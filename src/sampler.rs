//! # Training Pair Sampler
//!
//! Assembles the labeled edge set one contrastive step trains on:
//!
//! ```text
//! queries ──► hard-negative mining (neighbour search) ──┐
//!        └──► random pairs ─────────────────────────────┤ pool
//!                                                       ▼
//!                                 reconcile(pool, truth) ── labels
//!                                                       ▼
//!                 + truth edges missing from the pool (label true)
//! ```
//!
//! Mined and random pairs are kept whether or not they are correct; the
//! reconciler decides. Nothing is deduplicated across sources: a truth
//! edge whose exact orientation the pool lacks is appended even if the
//! reverse orientation is already there.

use rand::Rng;
use rand::seq::SliceRandom;

use crate::algebra::CodeSet;
use crate::codec;
use crate::config::{Config, QuerySelection};
use crate::context::ComputeContext;
use crate::model::embedding::squared_distance;
use crate::model::{Edge, EdgeSet, Embeddings, EventGraph, TrainingSet};
use crate::reconcile::reconcile;
use crate::{Error, Result};

// ============================================================================
// Neighbour search seam
// ============================================================================

/// Geometric candidate proposal between two embedding sets.
///
/// Returned edges run from `query_ids[i]` (the id of query row `i`) to a
/// row index of `candidates`.
pub trait NeighborSearch {
    fn search(
        &self,
        ctx: &ComputeContext,
        query: &Embeddings,
        query_ids: &[u32],
        candidates: &Embeddings,
        radius: f32,
        k: usize,
    ) -> Result<EdgeSet>;
}

impl<S: NeighborSearch + ?Sized> NeighborSearch for &S {
    fn search(
        &self,
        ctx: &ComputeContext,
        query: &Embeddings,
        query_ids: &[u32],
        candidates: &Embeddings,
        radius: f32,
        k: usize,
    ) -> Result<EdgeSet> {
        (**self).search(ctx, query, query_ids, candidates, radius, k)
    }
}

/// Exact radius-bounded k-nearest search by full scan.
///
/// `O(queries × candidates)`; meant for tests and small batches.
#[derive(Debug, Clone, Copy)]
pub struct BruteForceSearch {
    pub remove_self_loops: bool,
}

impl Default for BruteForceSearch {
    fn default() -> Self {
        Self { remove_self_loops: true }
    }
}

impl NeighborSearch for BruteForceSearch {
    fn search(
        &self,
        _ctx: &ComputeContext,
        query: &Embeddings,
        query_ids: &[u32],
        candidates: &Embeddings,
        radius: f32,
        k: usize,
    ) -> Result<EdgeSet> {
        if query.len() != query_ids.len() {
            return Err(Error::LengthMismatch {
                what: "query ids",
                expected: query.len(),
                got: query_ids.len(),
            });
        }
        if !query.is_empty() && !candidates.is_empty() && query.dim() != candidates.dim() {
            return Err(Error::DimensionMismatch { expected: query.dim(), got: candidates.dim() });
        }

        let r2 = radius * radius;
        let mut edges = EdgeSet::new();
        let mut hits: Vec<(f32, u32)> = Vec::new();

        for (row, &qid) in query_ids.iter().enumerate() {
            let q = query.node(row as u32)?;
            hits.clear();
            for c in 0..candidates.len() as u32 {
                let d = squared_distance(q, candidates.node(c)?);
                if d <= r2 {
                    hits.push((d, c));
                }
            }
            hits.sort_by(|a, b| a.0.total_cmp(&b.0).then(a.1.cmp(&b.1)));
            hits.truncate(k);
            for &(_, c) in &hits {
                if self.remove_self_loops && c == qid {
                    continue;
                }
                edges.push(Edge::new(qid, c));
            }
        }
        Ok(edges)
    }
}

// ============================================================================
// Sampler
// ============================================================================

/// Radius, neighbour cap and positive weight for one embedding subspace.
#[derive(Debug, Clone, Copy, PartialEq)]
pub struct MiningParams {
    pub radius: f32,
    pub k: usize,
    /// Weight given to appended truth edges.
    pub true_weight: f32,
}

impl MiningParams {
    pub fn spatial(config: &Config) -> Self {
        Self { radius: config.r_train, k: config.knn, true_weight: config.weight }
    }

    /// The topological subspace mines within its own margin.
    pub fn topological(config: &Config) -> Self {
        Self { radius: config.topo_margin, k: config.knn, true_weight: config.topo_weight }
    }
}

/// Builds per-batch training sets with an injected neighbour search.
pub struct TrainingPairSampler<S> {
    search: S,
    config: Config,
}

impl<S: NeighborSearch> TrainingPairSampler<S> {
    /// Validate the configuration and run the codec self-check.
    pub fn new(config: Config, search: S, ctx: &mut ComputeContext) -> Result<Self> {
        config.validate()?;
        codec::self_check(ctx.rng(), config.self_check_samples, codec::MAX_NODE_ID + 1)?;
        Ok(Self { search, config })
    }

    pub fn config(&self) -> &Config {
        &self.config
    }

    pub fn search(&self) -> &S {
        &self.search
    }

    /// Query nodes for this batch: shuffled, capped at `points_per_batch`.
    pub fn select_queries(&self, truth: &EdgeSet, num_nodes: usize, ctx: &mut ComputeContext) -> Vec<u32> {
        let mut queries: Vec<u32> = match self.config.query_selection {
            QuerySelection::TruthEndpoints => truth.unique_nodes(),
            QuerySelection::AllNodes => (0..num_nodes as u32).collect(),
        };
        queries.shuffle(ctx.rng());
        queries.truncate(self.config.points_per_batch);
        queries
    }

    /// Build the training set for one subspace of `batch`.
    ///
    /// `emb_a` embeds the query side, `emb_b` the candidate side; both are
    /// indexed by node id.
    pub fn sample(
        &self,
        batch: &EventGraph,
        emb_a: &Embeddings,
        emb_b: &Embeddings,
        params: MiningParams,
        ctx: &mut ComputeContext,
    ) -> Result<TrainingSet> {
        let truth = &batch.signal_true_edges;
        let queries = self.select_queries(truth, emb_a.len(), ctx);
        let mut pool = EdgeSet::new();

        if self.config.hard_negative_mining {
            let mined = self.mine(&queries, emb_a, emb_b, params, ctx)?;
            pool.extend_from(&mined);
        }

        if self.config.random_pairs {
            let random = self.random_pairs(&queries, emb_b.len(), ctx);
            pool.extend_from(&random);
        }

        tracing::debug!(
            event = %batch.event_id,
            queries = queries.len(),
            pool = pool.len(),
            truth = truth.len(),
            "candidate pool assembled"
        );
        assemble_training_set(&pool, truth, params.true_weight)
    }

    fn mine(
        &self,
        queries: &[u32],
        emb_a: &Embeddings,
        emb_b: &Embeddings,
        params: MiningParams,
        ctx: &ComputeContext,
    ) -> Result<EdgeSet> {
        let query_rows = emb_a.select(queries)?;
        self.search.search(ctx, &query_rows, queries, emb_b, params.radius, params.k)
    }

    /// `⌊randomisation · |queries|⌋` pairs, sources uniform over the
    /// queries and destinations uniform over all candidate rows.
    fn random_pairs(&self, queries: &[u32], num_candidates: usize, ctx: &mut ComputeContext) -> EdgeSet {
        if queries.is_empty() || num_candidates == 0 {
            return EdgeSet::new();
        }
        let n_random = (self.config.randomisation * queries.len() as f32).floor() as usize;
        let rng = ctx.rng();
        (0..n_random)
            .map(|_| {
                let src = queries[rng.gen_range(0..queries.len())];
                let dst = rng.gen_range(0..num_candidates as u32);
                Edge::new(src, dst)
            })
            .collect()
    }
}

/// Label `pool` against `truth`, then append every truth edge whose exact
/// orientation the labeled pool lacks.
///
/// Pool edges weigh 1.0 when true and 0.0 when false; appended truth
/// edges weigh `true_weight`.
pub fn assemble_training_set(pool: &EdgeSet, truth: &EdgeSet, true_weight: f32) -> Result<TrainingSet> {
    let labeled = reconcile(pool, truth)?;
    let present = CodeSet::from_edges(labeled.edges())?;
    let (mut edges, mut labels) = labeled.into_parts();
    let mut weights: Vec<f32> = labels.iter().map(|&y| if y { 1.0 } else { 0.0 }).collect();

    let mut appended = 0usize;
    for &edge in truth {
        if !present.contains(codec::encode_edge(edge)?) {
            edges.push(edge);
            labels.push(true);
            weights.push(true_weight);
            appended += 1;
        }
    }

    tracing::debug!(reconciled = edges.len() - appended, appended, "truth pairs guaranteed");
    TrainingSet::new(edges, labels, weights)
}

▶ **ACTION ITEM**: Look over the material and return every line where the word "whose" is found.

▶ **ANSWER SECTION**:
//! edge whose exact orientation the pool lacks is appended even if the
/// Label `pool` against `truth`, then append every truth edge whose exact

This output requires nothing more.